Initiative privée à l’origine, qui aurait consisté en la transformation du Kaispeicher A (un entrepôt de marchandises désaffecté) en une salle de concerts (budget initial 77 millions €, première pierre posée en 2007), le projet a pris de l’ampleur ; les pouvoirs publics, conscients de l’atout et de l’effet d’entraînement (façon Guggenheim de Bilbao) que pourrait constituer pour la ville un bâtiment de cette nature, sont entrés en jeu. Les architectes suisses Jacques Herzog et Pierre de Meuron – double prix Pritzker 2001 – ont alors déployé leur imagination, pensé « en grand » et ... dû surmonter maintes difficultés.
© Maxim Schulz
Le vieil entrepôt de « Backstein » (nom donné aux briques rouges) n’a plus été que le socle d’un bâtiment splendide, impressionnante vague de verre aux reflets changeants ; la brique et le verre – l’ancrage dans le passé, dans la ville, et la projection dans la modernité. A 37 mètres du sol (au niveau de la jonction entre les deux parties du bâtiment) la « Plaza » (inaugurée dès la fin de l’année passée) : on y accède par un escalier roulant convexe de 82 mètres (montée impressionnante et arrivée au sommet... proprement bluffante !) pour y découvrir une vue imprenable sur l’Elbe, sur l’âme de la cité hanséatique. Fantastische Ausblicke : presque un euphémisme ...
© DR
« Elphi » – sympathique surnom donné à la Philharmonie de l’Elbe – se veut aussi, et est déjà devenue à en juger par la fréquentation de la Plaza depuis son ouverture, le point de convergence de Hambourgeois qui ne cèlent pas leur fierté face à leur Philharmonie. On y trouve deux salles de concerts certes, mais aussi un hôtel 5 * (244 chambres), des appartements de grand standing (44 lots), un parking (500 places). « Das Wunder von Hambourg » (le miracle de Hambourg) titre le supplément du Hamburger Morgen Post : fiers les Hambourgeois ? Ils le peuvent ! Noblesse des matériaux, qualité des finitions (ne nous risquons pas à des comparaisons, forcément très cruelles, avec la Philharmonie de Paris sur ces points – il est vrai que le cost killing y a fait des ravages ...), la réalisation du duo Herzog-De Meuron traduit la dimension essentielle de la musique dans la culture allemande. Un petit détail, anecdotique mais fort révélateur : Baumwall, la station de métro la plus proche d’ «Elphi » porte déjà la mention (Elbphilharmonie) ; déjà, tandis que l’on attend toujours (Philharmonie de Paris) sous Porte de Pantin ...

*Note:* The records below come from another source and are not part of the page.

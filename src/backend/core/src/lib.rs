#![allow(clippy::result_large_err)]
//! # Folio Core
//!
//! HTTP API for a personal portfolio: accounts, works and image uploads,
//! served through a fixed request pipeline.
//!
//! ## Architecture
//!
//! - **Logger**: one structured record per request, sent to every sink
//! - **Error Channel**: typed errors turned into a uniform JSON body by a
//!   terminal handler that also logs and raises alerts
//! - **Rate Limiter**: fixed-window request counting per client
//! - **Auth Guard**: signed bearer or cookie credentials on protected routes
//! - **Validation**: declarative schemas checked before handlers run
//! - **Store**: repository traits with in-memory and filesystem backends

pub mod api;
pub mod config;
pub mod error;
pub mod middleware;
pub mod observability;
pub mod password;
pub mod store;
pub mod validation;

pub use error::{ApiError, Result};

/// Re-export commonly used types
pub mod prelude {
    pub use crate::api::{build_router, AppState, Pipeline};
    pub use crate::config::Config;
    pub use crate::error::{
        AlertNotifier, ApiError, ErrorBody, ErrorHandlerLayer, NoopNotifier, Result,
        WebhookNotifier,
    };
    pub use crate::middleware::{
        AuthConfig, AuthContext, AuthError, AuthLayer, Authenticator, Claims, ConsoleSink,
        ErrorRecordStore, LogRecord, LogSink, LoggerLayer, RateLimitConfig, RateLimitLayer,
        RateLimiter, TracingSink,
    };
    pub use crate::store::{
        FsUploadStore, MemoryUploadStore, MemoryUserRepository, MemoryWorkRepository,
        UploadStore, UserRepository, WorkRepository,
    };
    pub use crate::validation::{FieldValidator, Payload, Schema, ValidateLayer};
}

La Grande Salle de la Philharmonie de l'Elbe © Michael Zapf
Quant à la musique, deux salles (une Grande Salle de 2100 fauteuils et une Petite Salle de 550 places) lui sont dédiées. La Philharmonie de l’Elbe, par rapport à la Philharmonie de Paris, a certes l’inconvénient de ne pas disposer de lieux de répétition distincts, mais peut se prévaloir d’une splendide réussite acoustique dans les deux cas.
L’escale à Hambourg ne nous aura permis d’entendre qu’une répétition de l’excellent ensemble Resonanz (une formation de musique contemporaine en résidence à la Philharmonie de l’Elbe) dans la Petite Salle. Bien assez pour juger de la clarté harmonieuse d’un espace qui ira comme un gant au contemporain, au baroque, à la musique de chambre, au récital de piano, de clavecin ou de chant.
Clarté harmonieuse : la formule vaut autant pour la Grande Salle, disposée « en vignoble », aux murs tapissés de panneaux de fibre de gypse alvéolés et surplombée par un réflecteur acoustique (dans l’esprit du Canopy de la Philharmonie de Paris).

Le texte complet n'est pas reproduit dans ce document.